* _TASK STATEMENT_
Look through the records below, and copy out every line that holds the string "stage".

[Opening RECORDS SHOWN section]

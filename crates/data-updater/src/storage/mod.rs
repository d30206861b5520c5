//! Object storage
//!
//! [`ObjectStore`] is the narrow contract the pipeline needs from S3: fetch, put,
//! copy and delete. [`S3ObjectStore`] is the production implementation and
//! [`memory::MemoryObjectStore`] backs tests and offline runs.

use async_trait::async_trait;
use aws_sdk_s3::{primitives::ByteStream, Client};
use data_updater_common::{Result, UpdaterError};
use tracing::{debug, error, info, instrument};

use crate::config::AwsConfig;

pub mod memory;

#[async_trait]
pub trait ObjectStore: Send + Sync {
    /// Fetch an object's full body.
    async fn get(&self, bucket: &str, key: &str) -> Result<Vec<u8>>;

    /// Create or overwrite an object.
    async fn put(&self, bucket: &str, key: &str, body: Vec<u8>) -> Result<()>;

    /// Server-side copy, possibly across buckets.
    async fn copy(
        &self,
        source_bucket: &str,
        source_key: &str,
        dest_bucket: &str,
        dest_key: &str,
    ) -> Result<()>;

    async fn delete(&self, bucket: &str, key: &str) -> Result<()>;

    /// Copy then delete the source. Not atomic: a failed delete leaves both copies.
    async fn move_object(
        &self,
        source_bucket: &str,
        source_key: &str,
        dest_bucket: &str,
        dest_key: &str,
    ) -> Result<()> {
        self.copy(source_bucket, source_key, dest_bucket, dest_key)
            .await?;
        self.delete(source_bucket, source_key).await
    }
}

#[derive(Clone, Debug)]
pub struct S3ObjectStore {
    client: Client,
}

impl S3ObjectStore {
    pub fn new(client: Client) -> Self {
        Self { client }
    }

    /// Build the S3 client from shared SDK config, honouring path-style addressing.
    pub fn from_sdk_config(sdk_config: &aws_config::SdkConfig, aws: &AwsConfig) -> Self {
        let s3_config = aws_sdk_s3::config::Builder::from(sdk_config)
            .force_path_style(aws.path_style)
            .build();

        debug!(path_style = aws.path_style, "S3 client initialized");

        Self::new(Client::from_conf(s3_config))
    }
}

#[async_trait]
impl ObjectStore for S3ObjectStore {
    #[instrument(skip(self))]
    async fn get(&self, bucket: &str, key: &str) -> Result<Vec<u8>> {
        debug!("Downloading s3://{}/{}", bucket, key);

        let response = self
            .client
            .get_object()
            .bucket(bucket)
            .key(key)
            .send()
            .await
            .map_err(|e| UpdaterError::object_store("get", bucket, key, e))?;

        let data = response
            .body
            .collect()
            .await
            .map_err(|e| UpdaterError::object_store("read body", bucket, key, e))?
            .into_bytes()
            .to_vec();

        debug!("Downloaded {} bytes from s3://{}/{}", data.len(), bucket, key);

        Ok(data)
    }

    #[instrument(skip(self, body), fields(size = body.len()))]
    async fn put(&self, bucket: &str, key: &str, body: Vec<u8>) -> Result<()> {
        self.client
            .put_object()
            .bucket(bucket)
            .key(key)
            .content_type("text/csv")
            .body(ByteStream::from(body))
            .send()
            .await
            .map_err(|e| {
                error!(error = %e, "Object could not be put to the {} bucket", bucket);
                UpdaterError::object_store("put", bucket, key, e)
            })?;

        info!("Successfully uploaded to s3://{}/{}", bucket, key);

        Ok(())
    }

    #[instrument(skip(self))]
    async fn copy(
        &self,
        source_bucket: &str,
        source_key: &str,
        dest_bucket: &str,
        dest_key: &str,
    ) -> Result<()> {
        let copy_source = format!("{}/{}", source_bucket, urlencoding::encode(source_key));

        self.client
            .copy_object()
            .copy_source(&copy_source)
            .bucket(dest_bucket)
            .key(dest_key)
            .send()
            .await
            .map_err(|e| UpdaterError::object_store("copy", source_bucket, source_key, e))?;

        info!(
            "Successfully copied s3://{}/{} to s3://{}/{}",
            source_bucket, source_key, dest_bucket, dest_key
        );

        Ok(())
    }

    #[instrument(skip(self))]
    async fn delete(&self, bucket: &str, key: &str) -> Result<()> {
        self.client
            .delete_object()
            .bucket(bucket)
            .key(key)
            .send()
            .await
            .map_err(|e| UpdaterError::object_store("delete", bucket, key, e))?;

        info!("Successfully deleted s3://{}/{}", bucket, key);

        Ok(())
    }
}

#[cfg(test)]
mod tests {
    use super::*;
    use memory::{MemoryObjectStore, StoreCall};

    #[tokio::test]
    async fn test_move_copies_then_deletes() {
        let store = MemoryObjectStore::new();
        store.insert("stage", "prices.csv", b"id;price".to_vec());

        store
            .move_object("stage", "prices.csv", "final", "prices.csv")
            .await
            .expect("move should succeed");

        assert!(store.object("stage", "prices.csv").is_none());
        assert_eq!(store.object("final", "prices.csv"), Some(b"id;price".to_vec()));
        assert!(matches!(
            store.calls().as_slice(),
            [StoreCall::Copy { .. }, StoreCall::Delete { .. }]
        ));
    }

    #[tokio::test]
    async fn test_move_missing_source_fails_without_delete() {
        let store = MemoryObjectStore::new();

        let err = store
            .move_object("stage", "absent.csv", "final", "absent.csv")
            .await
            .unwrap_err();

        assert!(matches!(err, UpdaterError::ObjectStore { operation: "copy", .. }));
        assert!(!store
            .calls()
            .iter()
            .any(|c| matches!(c, StoreCall::Delete { .. })));
    }
}
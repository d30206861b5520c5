//! Ingestion rules document
//!
//! A JSON object fetched from the config bucket once per invocation:
//!
//! ```json
//! {
//!   "Files": {
//!     "prices.csv": { "PrimaryKey": "product_id" },
//!     "stock.csv":  { "PrimaryKey": ["warehouse", "product_id"] }
//!   }
//! }
//! ```

use data_updater_common::{Result, UpdaterError};
use serde::{Deserialize, Serialize};
use std::collections::BTreeMap;
use tracing::{debug, error, instrument};

use crate::storage::ObjectStore;

/// Primary key columns, given either as one name or as an ordered list
#[derive(Debug, Clone, PartialEq, Eq, Serialize, Deserialize)]
#[serde(untagged)]
pub enum PrimaryKey {
    Single(String),
    Composite(Vec<String>),
}

impl PrimaryKey {
    pub fn columns(&self) -> Vec<String> {
        match self {
            PrimaryKey::Single(column) => vec![column.clone()],
            PrimaryKey::Composite(columns) => columns.clone(),
        }
    }
}

#[derive(Debug, Clone, PartialEq, Eq, Serialize, Deserialize)]
pub struct FileRule {
    #[serde(rename = "PrimaryKey")]
    pub primary_key: PrimaryKey,
}

#[derive(Debug, Clone, Default, PartialEq, Eq, Serialize, Deserialize)]
pub struct IngestionRules {
    #[serde(rename = "Files")]
    pub files: BTreeMap<String, FileRule>,
}

impl IngestionRules {
    pub fn from_slice(bytes: &[u8]) -> Result<Self> {
        Ok(serde_json::from_slice(bytes)?)
    }

    /// Rule for an object key, matched exactly.
    pub fn rule_for(&self, file_name: &str) -> Option<&FileRule> {
        self.files.get(file_name)
    }

    /// Fetch and parse the rules document.
    #[instrument(skip(store))]
    pub async fn fetch(store: &dyn ObjectStore, bucket: &str, key: &str) -> Result<Self> {
        let body = store.get(bucket, key).await.map_err(|e| {
            error!(error = %e, "Config file {} could not be pulled from the {} bucket", key, bucket);
            UpdaterError::ConfigFetch {
                bucket: bucket.to_string(),
                key: key.to_string(),
                source: Box::new(e),
            }
        })?;

        let rules = Self::from_slice(&body).inspect_err(|e| {
            error!(error = %e, "Config file {} is not a valid rules document", key);
        })?;

        debug!(files = rules.files.len(), "Ingestion rules loaded");

        Ok(rules)
    }
}
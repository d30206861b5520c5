//! Data Updater Common Library
#![deny(clippy::unwrap_used, clippy::expect_used)]
//!
//! Shared types, utilities, and error handling for the data updater workspace.
//!
//! # Overview
//!
//! - **Error Handling**: the [`UpdaterError`] taxonomy and result alias
//! - **Row Codec**: `;`-delimited header/row parsing and record key/value composition
//! - **Logging**: tracing subscriber setup shared by every binary
//!
//! # Example
//!
//! ```no_run
//! use data_updater_common::codec::{self, KeyColumns};
//! use data_updater_common::Result;
//!
//! fn first_key(content: &[u8]) -> Result<Option<String>> {
//!     let file = codec::parse(content)?;
//!     let key = KeyColumns::resolve(&file.header, &["id".to_string()])?;
//!     match file.rows.first() {
//!         Some(row) => Ok(Some(key.compose(row)?)),
//!         None => Ok(None),
//!     }
//! }
//! ```

pub mod codec;
pub mod error;
pub mod logging;

// Re-export commonly used types
pub use error::{BoxError, Result, UpdaterError};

[Closing RECORDS SHOWN section]

* _RESULT BELOW_
        store.insert("stage", "prices.csv", b"id;price".to_vec());
            .move_object("stage", "prices.csv", "final", "prices.csv")
        assert!(store.object("stage", "prices.csv").is_none());
            .move_object("stage", "absent.csv", "final", "absent.csv")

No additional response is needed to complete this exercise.